## What needs to be done
From the first line through the one containing "numbers, so they", restate the listing word for word, and give no other lines.

Data supplied: Begin

//! Phase two of pickling: identifiers and outline expansion.
//!
//! [`pickle_plan_to_pickles`] walks a [`PicklePlan`] and emits one
//! [`Pickle`] per plain scenario and one per Examples body row of each
//! outline. Identifiers derive from the source URI and line numbers, so they
//! are stable across runs and independent of generation order:
//!
//! - scenario pickles: `uri:line`
//! - outline pickles: `uri:line:row-line`
//! - steps: `pickle-id/step-index`
//!
//! A pickle that cannot be fully represented is still emitted, with
//! [`Pickle::stub`] explaining why and a matching [`PickleError`].

use std::collections::BTreeMap;

use log::debug;
use serde::Serialize;
use shiftlefter_gherkin::{KeywordType, Location, Provenance, StepArgument, StepKeyword};

use crate::config::PickleConfig;
use crate::error::{MacroError, PickleError};
use crate::placeholder::substitute;
use crate::plan::{
    PickleTag, PicklePlan, PlannedExamples, PlannedRow, PlannedScenario, PlannedStep, StepOrigin,
};

/// Resolved step argument.
#[derive(Debug, Clone, PartialEq, Eq, Serialize)]
#[serde(tag = "type", rename_all = "kebab-case")]
pub enum PickleArgument {
    /// Table cells, row by row.
    DataTable {
        /// Cell values.
        rows: Vec<Vec<String>>,
    },
    /// Docstring body.
    Docstring {
        /// Content.
        content: String,
        /// Media type after the opening fence.
        media_type: Option<String>,
    },
}

/// One executable step.
#[derive(Debug, Clone, PartialEq, Eq, Serialize)]
pub struct PickleStep {
    /// `pickle-id/step-index`.
    pub id: String,
    /// Text after placeholder substitution.
    pub text: String,
    /// Keyword as written.
    pub keyword: StepKeyword,
    /// Semantic type with conjunctions resolved.
    pub keyword_type: KeywordType,
    /// Source position.
    pub location: Location,
    /// Resolved argument.
    pub argument: Option<PickleArgument>,
    /// Contributing block.
    pub origin: StepOrigin,
    /// Text before substitution; outline steps only.
    pub template_text: Option<String>,
    /// Macro bookkeeping.
    pub provenance: Option<Provenance>,
}

/// One executable test case.
#[derive(Debug, Clone, PartialEq, Eq, Serialize)]
pub struct Pickle {
    /// Stable identifier.
    pub id: String,
    /// Scenario name after substitution.
    pub name: String,
    /// Source URI.
    pub source_file: String,
    /// Position of the scenario header, or of the Examples row.
    pub location: Location,
    /// Dialect of the source.
    pub language: String,
    /// Feature, rule, scenario and examples tags in that order.
    pub tags: Vec<PickleTag>,
    /// Background steps followed by the scenario's own.
    pub steps: Vec<PickleStep>,
    /// Outline name; outline pickles only.
    pub template_name: Option<String>,
    /// Row position across all Examples blocks of the outline.
    pub row_index: Option<usize>,
    /// Header-to-cell mapping of the row.
    pub row_values: Option<BTreeMap<String, String>>,
    /// Why the pickle is incomplete, if it is.
    pub stub: Option<String>,
}

impl Pickle {
    /// Whether the pickle was degraded to a stub.
    #[must_use]
    pub const fn is_stub(&self) -> bool {
        self.stub.is_some()
    }
}

/// Pickles plus the errors that stubbed some of them.
#[derive(Debug, Clone, Default, PartialEq, Eq, Serialize)]
pub struct PickleOutput {
    /// Pickles in source order.
    pub pickles: Vec<Pickle>,
    /// Errors sorted by location.
    pub errors: Vec<PickleError>,
    /// Every macro call left unresolved by expansion, including calls in
    /// backgrounds no pickle uses. Empty when the plan was pickled directly.
    pub macro_errors: Vec<MacroError>,
}

impl PickleOutput {
    /// Whether expansion and pickling both finished without errors.
    #[must_use]
    pub fn is_clean(&self) -> bool {
        self.errors.is_empty() && self.macro_errors.is_empty()
    }
}

/// Example row being expanded into a pickle.
struct RowContext<'p> {
    examples: &'p PlannedExamples,
    row: &'p PlannedRow,
    index: usize,
    values: BTreeMap<String, String>,
}

/// Generate pickles from a plan.
#[must_use]
pub fn pickle_plan_to_pickles(plan: &PicklePlan, config: &PickleConfig) -> PickleOutput {
    let mut output = PickleOutput::default();
    let mut builder = Builder {
        plan,
        uri: &config.source_uri,
        errors: &mut output.errors,
    };
    for scenario in &plan.scenarios {
        let Some(blocks) = &scenario.examples else {
            output.pickles.push(builder.build(scenario, None));
            continue;
        };
        let mut index = 0_usize;
        for examples in blocks {
            let Some(header) = &examples.header else {
                continue;
            };
            for row in &examples.rows {
                let values = header
                    .cells
                    .iter()
                    .cloned()
                    .zip(row.cells.iter().cloned())
                    .collect();
                let context = RowContext {
                    examples,
                    row,
                    index,
                    values,
                };
                output.pickles.push(builder.build(scenario, Some(&context)));
                index = index.saturating_add(1);
            }
        }
    }
    output.errors.sort_by_key(PickleError::location);
    output
}

struct Builder<'p, 'e> {
    plan: &'p PicklePlan,
    uri: &'p str,
    errors: &'e mut Vec<PickleError>,
}

impl Builder<'_, '_> {
    fn build(&mut self, scenario: &PlannedScenario, row: Option<&RowContext<'_>>) -> Pickle {
        let id = row.map_or_else(
            || format!("{}:{}", self.uri, scenario.location.line),
            |context| {
                format!(
                    "{}:{}:{}",
                    self.uri, scenario.location.line, context.row.location.line
                )
            },
        );
        let empty = BTreeMap::new();
        let values = row.map_or(&empty, |context| &context.values);

        let background: &[PlannedStep] = if scenario.steps.is_empty() {
            &[]
        } else {
            &scenario.background
        };
        let planned: Vec<&PlannedStep> = background.iter().chain(&scenario.steps).collect();
        let types = KeywordType::resolve_sequence(planned.iter().map(|step| step.keyword));
        let steps = planned
            .iter()
            .zip(types)
            .enumerate()
            .map(|(idx, (step, keyword_type))| {
                let substituted = row.is_some() && step.origin == StepOrigin::Scenario;
                let values = substituted.then_some(values);
                pickle_step(step, format!("{id}/{idx}"), keyword_type, values)
            })
            .collect();

        let mut tags = scenario.tags.clone();
        if let Some(context) = row {
            tags.extend(context.examples.tags.iter().cloned());
        }

        let mut reasons = Vec::new();
        for step in &planned {
            if let Some(key) = &step.unresolved_macro {
                reasons.push(format!("unresolved macro '{key}'"));
                self.errors.push(PickleError::UnresolvedMacro {
                    key: key.clone(),
                    location: step.location,
                    pickle_id: id.clone(),
                });
            }
        }
        if let Some(context) = row {
            self.check_cell_count(context, &id, &mut reasons);
        }
        let stub = (!reasons.is_empty()).then(|| reasons.join("; "));
        if let Some(reason) = &stub {
            debug!("pickle {id} is a stub: {reason}");
        }

        Pickle {
            name: substitute(&scenario.name, values).into_owned(),
            source_file: self.uri.to_string(),
            location: row.map_or(scenario.location, |context| context.row.location),
            language: self.plan.language.clone(),
            tags,
            steps,
            template_name: row.map(|_| scenario.name.clone()),
            row_index: row.map(|context| context.index),
            row_values: row.map(|context| context.values.clone()),
            stub,
            id,
        }
    }

    fn check_cell_count(&mut self, context: &RowContext<'_>, id: &str, reasons: &mut Vec<String>) {
        let expected = context
            .examples
            .header
            .as_ref()
            .map_or(0, |header| header.cells.len());
        let found = context.row.cells.len();
        if found == expected {
            return;
        }
        reasons.push(format!(
            "examples row has {found} cells but the header has {expected}"
        ));
        self.errors.push(PickleError::InconsistentCellCount {
            expected,
            found,
            location: context.row.location,
            pickle_id: id.to_string(),
        });
    }
}

fn pickle_step(
    step: &PlannedStep,
    id: String,
    keyword_type: KeywordType,
    values: Option<&BTreeMap<String, String>>,
) -> PickleStep {
    let empty = BTreeMap::new();
    let subst = values.unwrap_or(&empty);
    let argument = step.argument.as_ref().map(|argument| match argument {
        StepArgument::DataTable(table) => PickleArgument::DataTable {
            rows: table
                .rows
                .iter()
                .map(|row| {
                    row.cells
                        .iter()
                        .map(|cell| substitute(&cell.value, subst).into_owned())
                        .collect()
                })
                .collect(),
        },
        StepArgument::Docstring(docstring) => PickleArgument::Docstring {
            content: substitute(&docstring.content, subst).into_owned(),
            media_type: docstring
                .media_type
                .as_deref()
                .map(|media| substitute(media, subst).into_owned()),
        },
    });
    PickleStep {
        id,
        text: substitute(&step.text, subst).into_owned(),
        keyword: step.keyword,
        keyword_type,
        location: step.location,
        argument,
        origin: step.origin,
        template_text: values.map(|_| step.text.clone()),
        provenance: step.provenance.clone(),
    }
}

#[cfg(test)]
mod tests;
//! Read-only macro registry.
//!
//! Loading definitions from disk belongs to the caller; this module only
//! stores decoded definitions and answers lookups by key.

use std::collections::BTreeMap;

use serde::{Deserialize, Serialize};
use shiftlefter_gherkin::{Location, Step};

/// One named sequence of steps.
#[derive(Debug, Clone, PartialEq, Eq, Serialize, Deserialize)]
pub struct MacroDefinition {
    /// Key a call refers to, without the marker.
    pub key: String,
    /// Steps substituted for each call, in order.
    pub steps: Vec<Step>,
    /// File the definition was loaded from, if known.
    #[serde(default)]
    pub source: Option<String>,
    /// Location of the definition header.
    pub location: Location,
}

impl MacroDefinition {
    /// Create a definition with no recorded source file.
    #[must_use]
    pub fn new(key: impl Into<String>, steps: Vec<Step>, location: Location) -> Self {
        Self {
            key: key.into(),
            steps,
            source: None,
            location,
        }
    }

    /// Record the file the definition came from.
    #[must_use]
    pub fn with_source(mut self, source: impl Into<String>) -> Self {
        self.source = Some(source.into());
        self
    }
}

/// Definitions keyed by macro name.
///
/// # Examples
///
/// ```
/// use shiftlefter_gherkin::Location;
/// use shiftlefter_pickles::{MacroDefinition, MacroRegistry};
///
/// let mut registry = MacroRegistry::new();
/// registry.insert(MacroDefinition::new("log in", Vec::new(), Location::new(1, 1)));
/// assert!(registry.contains("log in"));
/// assert!(registry.get("log out").is_none());
/// ```
#[derive(Debug, Clone, Default, PartialEq, Eq, Serialize, Deserialize)]
#[serde(transparent)]
pub struct MacroRegistry {
    macros: BTreeMap<String, MacroDefinition>,
}

impl MacroRegistry {
    /// Create an empty registry.
    #[must_use]
    pub fn new() -> Self {
        Self::default()
    }

    /// Add a definition, returning the one it replaced.
    pub fn insert(&mut self, definition: MacroDefinition) -> Option<MacroDefinition> {
        self.macros.insert(definition.key.clone(), definition)
    }

    /// Look up a definition.
    #[must_use]
    pub fn get(&self, key: &str) -> Option<&MacroDefinition> {
        self.macros.get(key)
    }

    /// Whether a definition exists for `key`.
    #[must_use]
    pub fn contains(&self, key: &str) -> bool {
        self.macros.contains_key(key)
    }

    /// Number of definitions.
    #[must_use]
    pub fn len(&self) -> usize {
        self.macros.len()
    }

    /// Whether the registry holds no definitions.
    #[must_use]
    pub fn is_empty(&self) -> bool {
        self.macros.is_empty()
    }

    /// Definitions in key order.
    pub fn iter(&self) -> impl Iterator<Item = &MacroDefinition> {
        self.macros.values()
    }
}

impl FromIterator<MacroDefinition> for MacroRegistry {
    fn from_iter<I: IntoIterator<Item = MacroDefinition>>(iter: I) -> Self {
        let mut registry = Self::new();
        for definition in iter {
            registry.insert(definition);
        }
        registry
    }
}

Data supplied: End

## Your solution
//! Phase two of pickling: identifiers and outline expansion.
//!
//! [`pickle_plan_to_pickles`] walks a [`PicklePlan`] and emits one
//! [`Pickle`] per plain scenario and one per Examples body row of each
//! outline. Identifiers derive from the source URI and line numbers, so they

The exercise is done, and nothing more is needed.